Nevertheless, this figures can evade such cases if their moral forces them to disagree
with the accusations or positions of either sides; they have to discern when they must
truly act. For instance, I agree with the author when it is mentioned that an a abuse
occurs when dictionary writers cannot work since big companies defend that they own a
term or even a compositing element such as a prefix, as it certainly belongs to each
speaker lexicon. In that case, a forensic linguist ought to disesteem a legal problem.

So, what cases should the language expert avoid? As I see it, the expert would reject
those in which plagiarism does not manifest —when a text or a junior trademark does not
weak a senior one— and the integrity of an enterprise is not under risk.

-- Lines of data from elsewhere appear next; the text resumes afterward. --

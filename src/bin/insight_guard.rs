//! insight-guard: ask, plan and validate guarded analytics questions from the
//! command line against a JSON catalog file.

use anyhow::{bail, Context, Result};
use clap::{Parser, Subcommand};
use insight_guard::audit::{AuditSink, InMemoryAuditSink, JsonlAuditSink};
use insight_guard::catalog::InMemoryCatalog;
use insight_guard::config::Settings;
use insight_guard::execution::{ConnectionRegistry, MySqlExecutor};
use insight_guard::intent::extract_intent;
use insight_guard::observability::init_tracing;
use insight_guard::pipeline::{AskRequest, QueryPipeline};
use insight_guard::security::sql_validator::validate_sql;
use insight_guard::semantic::describer::describer_from_settings;
use insight_guard::semantic::document::semantic_collection;
use insight_guard::semantic::embedder::embedder_from_settings;
use insight_guard::semantic::qdrant::vector_store_from_settings;
use insight_guard::semantic::retriever::{SemanticRetriever, SemanticSearch};
use insight_guard::sql_generator::generate_sql;
use serde_json::json;
use std::path::{Path, PathBuf};
use std::sync::Arc;
use tracing::info;

#[derive(Parser)]
#[command(name = "insight-guard")]
#[command(about = "Role-aware natural-language analytics with a SQL guardrail")]
struct Cli {
    /// Catalog file with data sources, roles, allowlist rules and schemas
    #[arg(short, long, default_value = "catalog.json")]
    catalog: PathBuf,

    #[command(subcommand)]
    command: Command,
}

#[derive(clap::Args)]
struct Scope {
    #[arg(long)]
    data_source: String,

    #[arg(long)]
    role: String,
}

#[derive(Subcommand)]
enum Command {
    /// Print the structured intent of a question
    Intent { question: String },

    /// Check SQL against a role's allowlist
    Validate {
        #[command(flatten)]
        scope: Scope,
        sql: String,
    },

    /// Retrieve, generate and validate without executing
    Plan {
        #[command(flatten)]
        scope: Scope,
        question: String,
    },

    /// Run the full pipeline against the data source
    Ask {
        #[command(flatten)]
        scope: Scope,

        #[arg(long)]
        organization: String,

        #[arg(long, default_value = "cli")]
        user: String,

        /// Echo the generated SQL in the response
        #[arg(long)]
        show_sql: bool,

        question: String,
    },
}

fn load_catalog(path: &Path) -> Result<InMemoryCatalog> {
    InMemoryCatalog::load(path).with_context(|| format!("loading catalog {}", path.display()))
}

/// Catalog with LLM column descriptions applied when a provider is configured.
async fn described_catalog(settings: &Settings, path: &Path) -> Result<InMemoryCatalog> {
    let mut catalog = load_catalog(path)?;
    if let Some(describer) = describer_from_settings(settings) {
        catalog.describe_columns(describer.as_ref()).await;
    }
    Ok(catalog)
}

async fn indexed_retriever(settings: &Settings, catalog: &InMemoryCatalog) -> Result<Arc<SemanticRetriever>> {
    let retriever = Arc::new(SemanticRetriever::new(
        vector_store_from_settings(settings),
        embedder_from_settings(settings),
    ));
    for data_source in catalog.data_sources() {
        let collection = semantic_collection(&data_source.organization_id, &data_source.id);
        let indexed = retriever
            .index_documents(&collection, catalog.documents(&data_source.id))
            .await?;
        info!(data_source = %data_source.id, indexed, "indexed semantic documents");
    }
    Ok(retriever)
}

#[tokio::main]
async fn main() -> Result<()> {
    dotenv::dotenv().ok();
    let settings = Settings::from_env()?;
    init_tracing(&settings.log_filter);

    run(Cli::parse(), &settings).await
}

async fn run(cli: Cli, settings: &Settings) -> Result<()> {
    match cli.command {
        Command::Intent { question } => {
            println!("{}", serde_json::to_string_pretty(&extract_intent(&question))?);
        }
        Command::Validate { scope, sql } => {
            let catalog = load_catalog(&cli.catalog)?;
            let allowlist = catalog.allowlist_for(&scope.data_source, &scope.role);
            let verdict = match validate_sql(&sql, &allowlist) {
                Ok(()) => json!({"accepted": true}),
                Err(rejection) => json!({
                    "accepted": false,
                    "code": rejection.code(),
                    "reason": rejection.to_string(),
                }),
            };
            println!("{}", serde_json::to_string_pretty(&verdict)?);
        }
        Command::Plan { scope, question } => {
            let catalog = described_catalog(settings, &cli.catalog).await?;
            let Some(data_source) = catalog.data_sources().find(|ds| ds.id == scope.data_source) else {
                bail!("unknown data source {}", scope.data_source);
            };
            let allowlist = catalog.allowlist_for(&data_source.id, &scope.role);
            let intent = extract_intent(&question);
            let retriever = indexed_retriever(settings, &catalog).await?;
            let collection = semantic_collection(&data_source.organization_id, &data_source.id);
            let docs = retriever
                .search(&collection, &question, settings.retrieval_top_k, &scope.role)
                .await?;

            let generated = generate_sql(&question, &intent, &docs, &allowlist);
            let verdict = match generated.as_ref().map(|g| validate_sql(&g.sql, &allowlist)) {
                Some(Ok(())) => "accepted",
                Some(Err(rejection)) => rejection.code(),
                None => "no-role-scoped-access",
            };
            println!(
                "{}",
                serde_json::to_string_pretty(&json!({
                    "intent": intent,
                    "semantic_hits": docs.iter().map(|d| d.id.as_str()).collect::<Vec<_>>(),
                    "generated": generated,
                    "verdict": verdict,
                }))?
            );
        }
        Command::Ask {
            scope,
            organization,
            user,
            show_sql,
            question,
        } => {
            let catalog = Arc::new(described_catalog(settings, &cli.catalog).await?);
            let retriever = indexed_retriever(settings, &catalog).await?;
            let registry = Arc::new(ConnectionRegistry::new(settings.max_db_connections));
            let executor = Arc::new(MySqlExecutor::new(registry.clone(), settings.execution_timeout));
            let audit_sink: Arc<dyn AuditSink> = match &settings.audit_log_path {
                Some(path) => Arc::new(JsonlAuditSink::new(path.clone())),
                None => Arc::new(InMemoryAuditSink::new()),
            };

            let pipeline = QueryPipeline::new(
                catalog.clone(),
                catalog.clone(),
                catalog,
                retriever,
                executor,
                audit_sink,
            )
            .with_top_k(settings.retrieval_top_k);

            let request = AskRequest {
                user_id: user,
                organization_id: organization,
                role: scope.role,
                data_source_id: scope.data_source,
                question,
                show_sql,
            };
            let outcome = pipeline.ask(&request).await;
            registry.close_all().await;

            println!("{}", serde_json::to_string_pretty(&outcome?.response)?);
        }
    }

    Ok(())
}

#[cfg(test)]
mod tests {
    use super::*;

    fn cli(args: &[&str]) -> Cli {
        Cli::try_parse_from(args).unwrap()
    }

    #[tokio::test]
    async fn test_intent_needs_no_catalog_file() {
        let dir = tempfile::tempdir().unwrap();
        let missing = dir.path().join("catalog.json");
        let missing = missing.to_str().unwrap();
        let settings = Settings::default();

        run(cli(&["insight-guard", "--catalog", missing, "intent", "revenue trend last 3 months"]), &settings)
            .await
            .unwrap();

        let err = run(
            cli(&[
                "insight-guard",
                "--catalog",
                missing,
                "validate",
                "--data-source",
                "default_mysql",
                "--role",
                "sales",
                "SELECT revenue FROM analytics.orders",
            ]),
            &settings,
        )
        .await
        .unwrap_err();
        assert!(err.to_string().contains("loading catalog"));
    }
}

Certainly, it can be
said that a trademark is the message in the communication context of a sender, a message,
and a receiver, hence it is a sign that have relation to other signs, persons, and objects. In
addition, we can add that some disciplines (semantics, morphology, syntax or pragmatics
(as was shown in class) deal with this signs. Owing to this we can infer that:

a) The expert should act when a trademark is considered reprehensible and is blamed
for some groups due to offensive words or rude expressions. Vocabulary can be
relevant in situations when is used for segregation, curse or disrespect purposes
(among others).

b)Avoidance must not be made by the linguist when the relevant meaning,
implicatures or some semantic considerations are neglected. For instance, when a
logo or phrase evocates rude meanings or even leads to apologies of facts,
institutions, discourses considered taboo or catalogued as ‘illegal’ by the penal code.

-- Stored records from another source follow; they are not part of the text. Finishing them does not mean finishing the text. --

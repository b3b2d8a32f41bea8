//! Query Result Rows
//!
//! Rows arrive schema-less from the execution engine. Each cell is a tagged
//! scalar so that downstream branching on shape stays exhaustive.

use serde::de::{MapAccess, Visitor};
use serde::ser::SerializeMap;
use serde::{Deserialize, Deserializer, Serialize, Serializer};
use std::fmt;

#[derive(Debug, Clone, PartialEq, Serialize, Deserialize)]
#[serde(untagged)]
pub enum ScalarValue {
    Null,
    Integer(i64),
    Float(f64),
    Text(String),
}

impl ScalarValue {
    /// Numeric view of the cell. Text and non-finite floats are not numbers.
    pub fn as_f64(&self) -> Option<f64> {
        match self {
            ScalarValue::Integer(i) => Some(*i as f64),
            ScalarValue::Float(f) if f.is_finite() => Some(*f),
            _ => None,
        }
    }

    pub fn is_null(&self) -> bool {
        matches!(self, ScalarValue::Null)
    }
}

impl fmt::Display for ScalarValue {
    fn fmt(&self, f: &mut fmt::Formatter<'_>) -> fmt::Result {
        match self {
            ScalarValue::Null => write!(f, "null"),
            ScalarValue::Integer(i) => write!(f, "{}", i),
            ScalarValue::Float(v) => write!(f, "{}", v),
            ScalarValue::Text(s) => write!(f, "{}", s),
        }
    }
}

impl From<i64> for ScalarValue {
    fn from(value: i64) -> Self {
        ScalarValue::Integer(value)
    }
}

impl From<f64> for ScalarValue {
    fn from(value: f64) -> Self {
        ScalarValue::Float(value)
    }
}

impl From<&str> for ScalarValue {
    fn from(value: &str) -> Self {
        ScalarValue::Text(value.to_string())
    }
}

impl From<String> for ScalarValue {
    fn from(value: String) -> Self {
        ScalarValue::Text(value)
    }
}

/// One result row: column name to cell, in the engine's column order.
#[derive(Debug, Clone, Default, PartialEq)]
pub struct ResultRow {
    cells: Vec<(String, ScalarValue)>,
}

impl ResultRow {
    pub fn new() -> Self {
        Self::default()
    }

    pub fn with(mut self, column: impl Into<String>, value: impl Into<ScalarValue>) -> Self {
        self.push(column, value);
        self
    }

    /// Set a cell. A repeated column name replaces the earlier value in place.
    pub fn push(&mut self, column: impl Into<String>, value: impl Into<ScalarValue>) {
        let column = column.into();
        let value = value.into();
        match self.cells.iter_mut().find(|(name, _)| *name == column) {
            Some(cell) => cell.1 = value,
            None => self.cells.push((column, value)),
        }
    }

    pub fn get(&self, column: &str) -> Option<&ScalarValue> {
        self.cells.iter().find(|(name, _)| name == column).map(|(_, v)| v)
    }

    pub fn contains(&self, column: &str) -> bool {
        self.get(column).is_some()
    }

    pub fn columns(&self) -> impl Iterator<Item = &str> {
        self.cells.iter().map(|(name, _)| name.as_str())
    }

    pub fn len(&self) -> usize {
        self.cells.len()
    }

    pub fn is_empty(&self) -> bool {
        self.cells.is_empty()
    }
}

impl Serialize for ResultRow {
    fn serialize<S: Serializer>(&self, serializer: S) -> Result<S::Ok, S::Error> {
        let mut map = serializer.serialize_map(Some(self.cells.len()))?;
        for (column, value) in &self.cells {
            map.serialize_entry(column, value)?;
        }
        map.end()
    }
}

impl<'de> Deserialize<'de> for ResultRow {
    fn deserialize<D: Deserializer<'de>>(deserializer: D) -> Result<Self, D::Error> {
        struct RowVisitor;

        impl<'de> Visitor<'de> for RowVisitor {
            type Value = ResultRow;

            fn expecting(&self, formatter: &mut fmt::Formatter) -> fmt::Result {
                formatter.write_str("a map of column name to scalar value")
            }

            fn visit_map<A: MapAccess<'de>>(self, mut access: A) -> Result<ResultRow, A::Error> {
                let mut row = ResultRow::new();
                while let Some((column, value)) = access.next_entry::<String, ScalarValue>()? {
                    row.push(column, value);
                }
                Ok(row)
            }
        }

        deserializer.deserialize_map(RowVisitor)
    }
}

#[cfg(test)]
mod tests {
    use super::*;

    #[test]
    fn test_row_keeps_column_order_in_json() {
        let row = ResultRow::new()
            .with("period", "2025-01")
            .with("metric_value", 100i64)
            .with("note", ScalarValue::Null);
        let json = serde_json::to_string(&row).unwrap();
        assert_eq!(json, r#"{"period":"2025-01","metric_value":100,"note":null}"#);
    }

    #[test]
    fn test_row_from_json_preserves_order_and_types() {
        let row: ResultRow = serde_json::from_str(r#"{"z":1.5,"a":2,"m":"x","n":null}"#).unwrap();
        let columns: Vec<&str> = row.columns().collect();
        assert_eq!(columns, vec!["z", "a", "m", "n"]);
        assert_eq!(row.get("z"), Some(&ScalarValue::Float(1.5)));
        assert_eq!(row.get("a"), Some(&ScalarValue::Integer(2)));
        assert!(row.get("n").unwrap().is_null());
    }

    #[test]
    fn test_numeric_view() {
        assert_eq!(ScalarValue::Integer(3).as_f64(), Some(3.0));
        assert_eq!(ScalarValue::Float(f64::NAN).as_f64(), None);
        assert_eq!(ScalarValue::Text("3".to_string()).as_f64(), None);
        assert_eq!(ScalarValue::Null.as_f64(), None);
    }
}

c) The actuation of the expert has to occur when methaphors, simils, hyperboles,
litotes seem to hide moral questionable meanings, even syntactic structures can
manifest an intentioned homonomy or double senses.

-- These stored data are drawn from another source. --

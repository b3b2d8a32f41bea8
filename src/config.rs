//! Runtime settings
//!
//! Read from the process environment. Binaries load `.env` through `dotenv`
//! before calling [`Settings::from_env`].

use crate::error::{InsightError, Result};
use std::path::PathBuf;
use std::time::Duration;

#[derive(Debug, Clone)]
pub struct Settings {
    pub app_env: String,
    pub llm_api_base: String,
    pub llm_api_key: String,
    pub embedding_model: String,
    pub llm_model: String,
    /// `memory` or `qdrant`.
    pub vector_provider: String,
    pub qdrant_url: Option<String>,
    pub qdrant_api_key: Option<String>,
    pub retrieval_top_k: usize,
    pub execution_timeout: Duration,
    pub max_db_connections: u32,
    pub audit_log_path: Option<PathBuf>,
    pub log_filter: String,
}

impl Default for Settings {
    fn default() -> Self {
        Self {
            app_env: "dev".to_string(),
            llm_api_base: String::new(),
            llm_api_key: String::new(),
            embedding_model: "text-embedding-3-small".to_string(),
            llm_model: "gpt-4o-mini".to_string(),
            vector_provider: "memory".to_string(),
            qdrant_url: None,
            qdrant_api_key: None,
            retrieval_top_k: 12,
            execution_timeout: Duration::from_secs(30),
            max_db_connections: 5,
            audit_log_path: None,
            log_filter: "info".to_string(),
        }
    }
}

impl Settings {
    pub fn from_env() -> Result<Self> {
        Self::from_lookup(|key| std::env::var(key).ok())
    }

    /// Build settings from an arbitrary key lookup. Missing keys keep their defaults.
    pub fn from_lookup<F>(lookup: F) -> Result<Self>
    where
        F: Fn(&str) -> Option<String>,
    {
        let defaults = Self::default();
        let text = |key: &str, default: String| lookup(key).unwrap_or(default);
        let optional = |key: &str| lookup(key).filter(|v| !v.trim().is_empty());

        let retrieval_top_k = match lookup("RETRIEVAL_TOP_K") {
            Some(raw) => parse_number::<usize>("RETRIEVAL_TOP_K", &raw)?,
            None => defaults.retrieval_top_k,
        };
        let execution_timeout = match lookup("EXECUTION_TIMEOUT_SECS") {
            Some(raw) => Duration::from_secs(parse_number::<u64>("EXECUTION_TIMEOUT_SECS", &raw)?),
            None => defaults.execution_timeout,
        };
        let max_db_connections = match lookup("MAX_DB_CONNECTIONS") {
            Some(raw) => parse_number::<u32>("MAX_DB_CONNECTIONS", &raw)?,
            None => defaults.max_db_connections,
        };

        Ok(Self {
            app_env: text("APP_ENV", defaults.app_env),
            llm_api_base: text("LLM_API_BASE", defaults.llm_api_base),
            llm_api_key: text("LLM_API_KEY", defaults.llm_api_key),
            embedding_model: text("EMBEDDING_MODEL", defaults.embedding_model),
            llm_model: text("LLM_MODEL", defaults.llm_model),
            vector_provider: text("VECTOR_PROVIDER", defaults.vector_provider).trim().to_lowercase(),
            qdrant_url: optional("QDRANT_URL"),
            qdrant_api_key: optional("QDRANT_API_KEY"),
            retrieval_top_k,
            execution_timeout,
            max_db_connections,
            audit_log_path: optional("AUDIT_LOG_PATH").map(PathBuf::from),
            log_filter: text("LOG_FILTER", defaults.log_filter),
        })
    }

    /// The HTTP embedding provider is used only when both base URL and key are set.
    pub fn embedding_configured(&self) -> bool {
        !self.llm_api_base.trim().is_empty() && !self.llm_api_key.trim().is_empty()
    }

    /// Qdrant backs the vector store only when selected and given a URL.
    pub fn qdrant_configured(&self) -> bool {
        self.vector_provider == "qdrant" && self.qdrant_url.is_some()
    }
}

fn parse_number<T: std::str::FromStr>(key: &str, raw: &str) -> Result<T> {
    raw.trim()
        .parse::<T>()
        .map_err(|_| InsightError::Config(format!("{} must be a non-negative integer, got '{}'", key, raw)))
}

#[cfg(test)]
mod tests {
    use super::*;
    use std::collections::HashMap;

    fn lookup_from(pairs: &[(&str, &str)]) -> impl Fn(&str) -> Option<String> {
        let map: HashMap<String, String> = pairs
            .iter()
            .map(|(k, v)| (k.to_string(), v.to_string()))
            .collect();
        move |key| map.get(key).cloned()
    }

    #[test]
    fn test_defaults_when_env_empty() {
        let settings = Settings::from_lookup(lookup_from(&[])).unwrap();
        assert_eq!(settings.retrieval_top_k, 12);
        assert_eq!(settings.execution_timeout, Duration::from_secs(30));
        assert!(settings.audit_log_path.is_none());
        assert!(!settings.embedding_configured());
        assert_eq!(settings.llm_model, "gpt-4o-mini");
        assert_eq!(settings.vector_provider, "memory");
        assert!(!settings.qdrant_configured());
    }

    #[test]
    fn test_qdrant_needs_provider_and_url() {
        let only_url = Settings::from_lookup(lookup_from(&[("QDRANT_URL", "http://localhost:6333")])).unwrap();
        assert!(!only_url.qdrant_configured());

        let only_provider = Settings::from_lookup(lookup_from(&[("VECTOR_PROVIDER", "qdrant"), ("QDRANT_URL", " ")])).unwrap();
        assert!(!only_provider.qdrant_configured());

        let settings = Settings::from_lookup(lookup_from(&[
            ("VECTOR_PROVIDER", "Qdrant"),
            ("QDRANT_URL", "http://localhost:6333"),
            ("QDRANT_API_KEY", "k"),
        ]))
        .unwrap();
        assert!(settings.qdrant_configured());
        assert_eq!(settings.qdrant_api_key.as_deref(), Some("k"));
    }

    #[test]
    fn test_overrides_and_embedding_flag() {
        let settings = Settings::from_lookup(lookup_from(&[
            ("LLM_API_BASE", "https://llm.internal/v1"),
            ("LLM_API_KEY", "secret"),
            ("RETRIEVAL_TOP_K", "20"),
            ("AUDIT_LOG_PATH", "/var/log/audit.jsonl"),
        ]))
        .unwrap();
        assert!(settings.embedding_configured());
        assert_eq!(settings.retrieval_top_k, 20);
        assert_eq!(settings.audit_log_path, Some(PathBuf::from("/var/log/audit.jsonl")));
    }

    #[test]
    fn test_malformed_number_is_config_error() {
        let err = Settings::from_lookup(lookup_from(&[("MAX_DB_CONNECTIONS", "many")])).unwrap_err();
        assert!(matches!(err, InsightError::Config(_)));
    }
}
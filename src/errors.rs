//! Error types for rapid_summarizer
//!
//! Summarization and keyword extraction never fail on well-formed
//! configuration; errors only arise when a configuration or language tag
//! is rejected.

use thiserror::Error;

/// Errors produced while configuring a summarizer
#[derive(Debug, Error)]
pub enum SummarizerError {
    /// A configuration value or language tag was rejected
    #[error("invalid configuration: {0}")]
    InvalidConfig(String),

    /// A JSON configuration document could not be parsed
    #[error("failed to parse configuration: {0}")]
    Json(#[from] serde_json::Error),
}

impl SummarizerError {
    /// Create an invalid-configuration error
    pub fn invalid_config(message: impl Into<String>) -> Self {
        SummarizerError::InvalidConfig(message.into())
    }

    /// Returns `true` for the invalid-configuration kind
    pub fn is_invalid_config(&self) -> bool {
        matches!(self, SummarizerError::InvalidConfig(_))
    }
}

/// Result alias used throughout the crate
pub type Result<T> = std::result::Result<T, SummarizerError>;
//! TextRank keyword ranking
//!
//! Candidate terms that co-occur within the window become nodes of an
//! undirected graph weighted by how often they do; PageRank over that graph
//! orders them. Terms with no partner are never ranked.

use super::Keyword;
use crate::graph::builder::GraphBuilder;
use crate::graph::csr::CsrGraph;
use crate::pagerank::standard::StandardPageRank;
use crate::types::Term;

/// Rank every candidate term, highest score first.
///
/// Ties keep first-seen order.
pub fn rank_terms(terms: &[Term], window: usize, ranker: &StandardPageRank) -> Vec<Keyword> {
    let builder = GraphBuilder::from_terms(terms, window);
    if builder.is_empty() {
        return Vec::new();
    }

    let graph = CsrGraph::from_builder(&builder);
    let result = ranker.run(&graph);

    #[cfg(feature = "tracing")]
    tracing::debug!(
        nodes = graph.num_nodes,
        edges = graph.num_edges() / 2,
        iterations = result.iterations,
        converged = result.converged,
        "ranked keyword graph"
    );

    result
        .top_n(graph.num_nodes)
        .into_iter()
        .map(|(node, score)| Keyword::new(graph.label(node), score))
        .collect()
}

Linguistic litigation also applies to situations when professionals use their jargon not
for academic or professional purposes, but for gossiping or boasting in detriment of
someone intentionally (as a patient or colleague), infringing professional codes. Simply
put, when use of language has been proven to be wilfully damaging. To sum up, the
activity framework of the expert linguist should only embrace those situations in which
the information given is ethically or morally neglecting —so as deplorable (as threats)–.
Evidently, the message misunderstanding or mishearing is not estimated and, of course,
nowadays it is not always clear what is morally or ethically rejectable. Besides, it could
even be feigned that the message has been missheard or missunderstood with regrettable
purposes —to gain legal or financial benefits—.